Curso de etiqueta
Ora, a idade grande vem chegando, pensei, vou aceitar o convite.
Ora, a idade grande vem chegando, pensei, vou aceitar o convite.O curso prometia fazer de mim um homem sofisticado. O homem tosco que segurava a taça pelo bojo, cortava a folha de alface com a faca e mordia o pão ao invés de parti-lo com as mãos, limpava as mãos na toalha de mesa, ficaria definitivamente para trás.
Vim da roça e nunca tive noção de boas maneiras. A única coisa que aprendi é que mais de 50% das mensagens enviadas baseiam-se na linguagem corporal, 38% no tom de voz e apenas 7% no que dizemos.

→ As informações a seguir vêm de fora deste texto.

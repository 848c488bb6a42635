//! Sorted-set command handlers (§4.2), backed by the order-statistic skip
//! list in `zset.rs`.

use crate::db::Database;
use crate::error::RedisError;
use crate::protocol::Reply;
use crate::value::{Value, ZSet};

pub type Outcome = Result<(Reply, bool), RedisError>;

fn parse_f64(bytes: &[u8]) -> Result<f64, RedisError> {
    std::str::from_utf8(bytes)
        .ok()
        .and_then(|s| s.trim().parse::<f64>().ok())
        .filter(|f| !f.is_nan())
        .ok_or(RedisError::NotAFloat)
}

fn parse_i64(bytes: &[u8]) -> Result<i64, RedisError> {
    std::str::from_utf8(bytes)
        .ok()
        .and_then(|s| s.trim().parse::<i64>().ok())
        .ok_or(RedisError::NotAnInteger)
}

/// Parse a ZRANGEBYSCORE-style bound: `-inf`, `+inf`, `(x` (exclusive), or `x`.
fn parse_bound(bytes: &[u8]) -> Result<(f64, bool), RedisError> {
    if bytes == b"-inf" {
        return Ok((f64::NEG_INFINITY, false));
    }
    if bytes == b"+inf" || bytes == b"inf" {
        return Ok((f64::INFINITY, false));
    }
    if bytes.first() == Some(&b'(') {
        Ok((parse_f64(&bytes[1..])?, true))
    } else {
        Ok((parse_f64(bytes)?, false))
    }
}

fn render_score(score: f64) -> Vec<u8> {
    if score == score.trunc() && score.is_finite() {
        format!("{}", score as i64).into_bytes()
    } else {
        format!("{score}").into_bytes()
    }
}

pub fn zadd(db: &mut Database, argv: &[Vec<u8>]) -> Outcome {
    if (argv.len() - 2) % 2 != 0 || argv.len() < 4 {
        return Err(RedisError::Generic("wrong number of arguments for ZADD".into()));
    }
    let mut pairs = Vec::new();
    for chunk in argv[2..].chunks(2) {
        pairs.push((parse_f64(&chunk[0])?, chunk[1].clone()));
    }
    let key = &argv[1];
    let zset = db.entry_or_insert_with(key, || Value::ZSet(ZSet::new())).as_zset_mut()?;
    let mut added = 0i64;
    for (score, member) in pairs {
        if zset.insert(member, score) {
            added += 1;
        }
    }
    Ok((Reply::Integer(added), added > 0))
}

pub fn zscore(db: &mut Database, argv: &[Vec<u8>]) -> Outcome {
    let reply = match db.get(&argv[1]) {
        Some(v) => v.as_zset()?.score(&argv[2]).map(|s| Reply::from_bytes(render_score(s))).unwrap_or(Reply::NilBulk),
        None => Reply::NilBulk,
    };
    Ok((reply, false))
}

pub fn zincrby(db: &mut Database, argv: &[Vec<u8>]) -> Outcome {
    let delta = parse_f64(&argv[2])?;
    let key = &argv[1];
    let zset = db.entry_or_insert_with(key, || Value::ZSet(ZSet::new())).as_zset_mut()?;
    let current = zset.score(&argv[3]).unwrap_or(0.0);
    let next = current + delta;
    zset.insert(argv[3].clone(), next);
    Ok((Reply::from_bytes(render_score(next)), true))
}

pub fn zcard(db: &mut Database, argv: &[Vec<u8>]) -> Outcome {
    let len = match db.get(&argv[1]) {
        Some(v) => v.as_zset()?.len(),
        None => 0,
    };
    Ok((Reply::Integer(len as i64), false))
}

pub fn zcount(db: &mut Database, argv: &[Vec<u8>]) -> Outcome {
    let (min, min_excl) = parse_bound(&argv[2])?;
    let (max, max_excl) = parse_bound(&argv[3])?;
    let count = match db.get(&argv[1]) {
        Some(v) => v.as_zset()?.order.count_by_score(min, min_excl, max, max_excl),
        None => 0,
    };
    Ok((Reply::Integer(count as i64), false))
}

fn render_pairs(pairs: Vec<(f64, Vec<u8>)>, with_scores: bool, reverse: bool) -> Reply {
    let mut pairs = pairs;
    if reverse {
        pairs.reverse();
    }
    let mut out = Vec::with_capacity(pairs.len() * if with_scores { 2 } else { 1 });
    for (score, member) in pairs {
        out.push(Reply::from_bytes(member));
        if with_scores {
            out.push(Reply::from_bytes(render_score(score)));
        }
    }
    Reply::Array(out)
}

pub fn zrange(db: &mut Database, argv: &[Vec<u8>], reverse: bool) -> Outcome {
    let start = parse_i64(&argv[2])?;
    let stop = parse_i64(&argv[3])?;
    let with_scores = argv.get(4).map(|a| a.eq_ignore_ascii_case(b"WITHSCORES")).unwrap_or(false);
    let Some(v) = db.get(&argv[1]) else { return Ok((Reply::Array(vec![]), false)) };
    let zset = v.as_zset()?;
    let len = zset.len() as i64;
    let Some((lo, hi)) = crate::db::clamp_range(start, stop, len) else {
        return Ok((Reply::Array(vec![]), false));
    };
    // Ranks run ascending regardless of direction; ZREVRANGE reverses after
    // slicing so `start`/`stop` still index from the requested end.
    let (lo, hi) = if reverse {
        (len as u64 - 1 - hi as u64, len as u64 - 1 - lo as u64)
    } else {
        (lo as u64, hi as u64)
    };
    let pairs = zset.order.range_by_rank(lo, hi);
    Ok((render_pairs(pairs, with_scores, reverse), false))
}

pub fn zrank(db: &mut Database, argv: &[Vec<u8>], reverse: bool) -> Outcome {
    let Some(v) = db.get(&argv[1]) else { return Ok((Reply::NilBulk, false)) };
    let zset = v.as_zset()?;
    let Some(score) = zset.score(&argv[2]) else { return Ok((Reply::NilBulk, false)) };
    let rank = zset.order.rank(score, &argv[2]).unwrap();
    let rank = if reverse { zset.len() - 1 - rank } else { rank };
    Ok((Reply::Integer(rank as i64), false))
}

struct RangeByScoreArgs {
    min: f64,
    min_excl: bool,
    max: f64,
    max_excl: bool,
    with_scores: bool,
    limit: Option<(i64, i64)>,
}

fn parse_range_by_score(argv: &[Vec<u8>], reverse: bool) -> Result<RangeByScoreArgs, RedisError> {
    let (lo_arg, hi_arg) = if reverse { (&argv[3], &argv[2]) } else { (&argv[2], &argv[3]) };
    let (min, min_excl) = parse_bound(lo_arg)?;
    let (max, max_excl) = parse_bound(hi_arg)?;
    let mut with_scores = false;
    let mut limit = None;
    let mut i = 4;
    while i < argv.len() {
        let word = argv[i].to_ascii_uppercase();
        match word.as_slice() {
            b"WITHSCORES" => with_scores = true,
            b"LIMIT" => {
                let offset = parse_i64(argv.get(i + 1).ok_or(RedisError::Syntax)?)?;
                let count = parse_i64(argv.get(i + 2).ok_or(RedisError::Syntax)?)?;
                limit = Some((offset, count));
                i += 2;
            }
            _ => return Err(RedisError::Syntax),
        }
        i += 1;
    }
    Ok(RangeByScoreArgs { min, min_excl, max, max_excl, with_scores, limit })
}

pub fn zrangebyscore(db: &mut Database, argv: &[Vec<u8>], reverse: bool) -> Outcome {
    let args = parse_range_by_score(argv, reverse)?;
    let Some(v) = db.get(&argv[1]) else { return Ok((Reply::Array(vec![]), false)) };
    let zset = v.as_zset()?;
    let mut pairs = zset.order.range_by_score(args.min, args.min_excl, args.max, args.max_excl);
    if reverse {
        pairs.reverse();
    }
    if let Some((offset, count)) = args.limit {
        let offset = offset.max(0) as usize;
        pairs = if offset >= pairs.len() {
            vec![]
        } else if count < 0 {
            pairs.split_off(offset)
        } else {
            pairs.into_iter().skip(offset).take(count as usize).collect()
        };
    }
    Ok((render_pairs(pairs, args.with_scores, false), false))
}

pub fn zrem(db: &mut Database, argv: &[Vec<u8>]) -> Outcome {
    let key = &argv[1];
    let Some(v) = db.get_mut(key) else { return Ok((Reply::Integer(0), false)) };
    let zset = v.as_zset_mut()?;
    let mut removed = 0i64;
    for member in &argv[2..] {
        if zset.remove(member) {
            removed += 1;
        }
    }
    db.drop_if_empty_container(key);
    Ok((Reply::Integer(removed), removed > 0))
}

pub fn zremrangebyrank(db: &mut Database, argv: &[Vec<u8>]) -> Outcome {
    let start = parse_i64(&argv[2])?;
    let stop = parse_i64(&argv[3])?;
    let key = &argv[1];
    let Some(v) = db.get_mut(key) else { return Ok((Reply::Integer(0), false)) };
    let zset = v.as_zset_mut()?;
    let len = zset.len() as i64;
    let Some((lo, hi)) = crate::db::clamp_range(start, stop, len) else {
        return Ok((Reply::Integer(0), false));
    };
    let victims = zset.order.range_by_rank(lo as u64, hi as u64);
    for (_, member) in &victims {
        zset.remove(member);
    }
    db.drop_if_empty_container(key);
    Ok((Reply::Integer(victims.len() as i64), !victims.is_empty()))
}

pub fn zremrangebyscore(db: &mut Database, argv: &[Vec<u8>]) -> Outcome {
    let (min, min_excl) = parse_bound(&argv[2])?;
    let (max, max_excl) = parse_bound(&argv[3])?;
    let key = &argv[1];
    let Some(v) = db.get_mut(key) else { return Ok((Reply::Integer(0), false)) };
    let zset = v.as_zset_mut()?;
    let victims = zset.order.range_by_score(min, min_excl, max, max_excl);
    for (_, member) in &victims {
        zset.remove(member);
    }
    db.drop_if_empty_container(key);
    Ok((Reply::Integer(victims.len() as i64), !victims.is_empty()))
}

#[cfg(test)]
mod tests {
    use super::*;

    fn db() -> Database {
        Database::new(0)
    }

    #[test]
    fn zadd_then_zrangebyscore_matches_spec_example() {
        let mut d = db();
        zadd(
            &mut d,
            &[
                b"ZADD".to_vec(),
                b"z".to_vec(),
                b"1".to_vec(),
                b"a".to_vec(),
                b"2".to_vec(),
                b"b".to_vec(),
                b"3".to_vec(),
                b"c".to_vec(),
            ],
        )
        .unwrap();
        let (r, _) = zrangebyscore(
            &mut d,
            &[
                b"ZRANGEBYSCORE".to_vec(),
                b"z".to_vec(),
                b"(1".to_vec(),
                b"3".to_vec(),
                b"WITHSCORES".to_vec(),
                b"LIMIT".to_vec(),
                b"0".to_vec(),
                b"10".to_vec(),
            ],
            false,
        )
        .unwrap();
        assert_eq!(
            r,
            Reply::Array(vec![
                Reply::from_bytes(b"b".to_vec()),
                Reply::from_bytes(b"2".to_vec()),
                Reply::from_bytes(b"c".to_vec()),
                Reply::from_bytes(b"3".to_vec()),
            ])
        );
    }

    #[test]
    fn zrank_and_zrevrank_are_mirror_images() {
        let mut d = db();
        zadd(
            &mut d,
            &[b"ZADD".to_vec(), b"z".to_vec(), b"1".to_vec(), b"a".to_vec(), b"2".to_vec(), b"b".to_vec()],
        )
        .unwrap();
        let (r, _) = zrank(&mut d, &[b"ZRANK".to_vec(), b"z".to_vec(), b"a".to_vec()], false).unwrap();
        assert_eq!(r, Reply::Integer(0));
        let (r, _) = zrank(&mut d, &[b"ZREVRANK".to_vec(), b"z".to_vec(), b"a".to_vec()], true).unwrap();
        assert_eq!(r, Reply::Integer(1));
    }

    #[test]
    fn zremrangebyrank_keeps_score_map_consistent() {
        let mut d = db();
        zadd(
            &mut d,
            &[
                b"ZADD".to_vec(),
                b"z".to_vec(),
                b"1".to_vec(),
                b"a".to_vec(),
                b"2".to_vec(),
                b"b".to_vec(),
                b"3".to_vec(),
                b"c".to_vec(),
            ],
        )
        .unwrap();
        zremrangebyrank(&mut d, &[b"ZREMRANGEBYRANK".to_vec(), b"z".to_vec(), b"0".to_vec(), b"0".to_vec()]).unwrap();
        let zset = d.get(b"z").unwrap().as_zset().unwrap();
        assert_eq!(zset.len(), 2);
        assert_eq!(zset.score(b"a"), None);
        assert_eq!(zset.order.rank(2.0, b"b"), Some(0));
    }
}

Começou o curso intensivo. Finalmente iria aprender a arte de receber bem e evitar gafes. Iria aprender a andar, sentar e comer. A mestre em etiqueta logo disse:
– Cumprimente o seu colega. Aperte firme a mão dele e sorria.
Estendi minha mão de lesma.
– Aí, seu... – encheu a boca para soltar um palavrão, mas conteve-se e disse: – Seu troglodita, quer quebrar a minha mão? É isso que quer?
Bocado depois, a grande mestre pediu para que me levantasse. Preciso dizer que nunca soube o que fazer com as mãos diante de outras pessoas. Tratei de metê-las nos bolsos.
– Caubói? – repreendeu-me a mestre.
Imediatamnte escondi-as atrás das costas. Nova repreensão:
– Coisa mais deselegante.
Tentei deixá-las cair sobre minhas partes pudendas.
– Não acha que parece um jogador de futebol em uma cobrança de falta?
Riram todos, inclusive o gato que estava sob a mesa. A mestre ensinou:
– Deixe pender os braços para mostrar que está descrontaído e à vontade.
Em seguida, a mestre pôs-me à mesa com os utensílios básicos para o serviço das refeições. Havia travessas, pratos, infinidade de talheres, copos e taças. Além desses, tinha galheteiros para óleo e vinagre, mantegueira, saleiros, talheres especiais para moluscos, descansos para talheres, tigelinha de lavanda, etc... O aparelhamento todo era composto por 10 peças. Serviço à francesa.
– Sirva-se – ordenou a mestre.
Não tive a chance sequer de usar o pequeno garfo de três dentes para destrinchar a ostra que recebi o pito:
– Segure o garfo com a mão esquerda, mas não esqueça que deve voltar a mão direita para levar o alimento à boca. Argumentei que eu era canhoto. A mestre ensinou-me que devia ter esperado a comida ser servida para inverter os talheres.
No final da refeição, com o estômago ainda vazio, tomei o cuidado de dobrar cuidadosamente o guardanapo para colocá-lo dentro do prato. Nova reprimenda.
– Errado. Deixe-o de maneira descuidada ao lado do prato. Nunca dentro dele.
No final do curso, o homem a quem lhe faltavam bons modos, pertence ao passado. Agora sei andar na postura ereta como um cabo de vassoura. Não tiro mais meleca do nariz com o mindinho. Não arroto alto. Não limpo mais as mãos na toalha de mesa. Não solto mais um punzinho sequer. Nunca mais comportei-me mal à mesa e em sociedade. Claro que, em compensação, peguei a mania de mentir um pouco de vez em quando. Mas o que aprendi de verdade é que o bom mesmo é não se preocupar com regras. O fundamental é ser educado.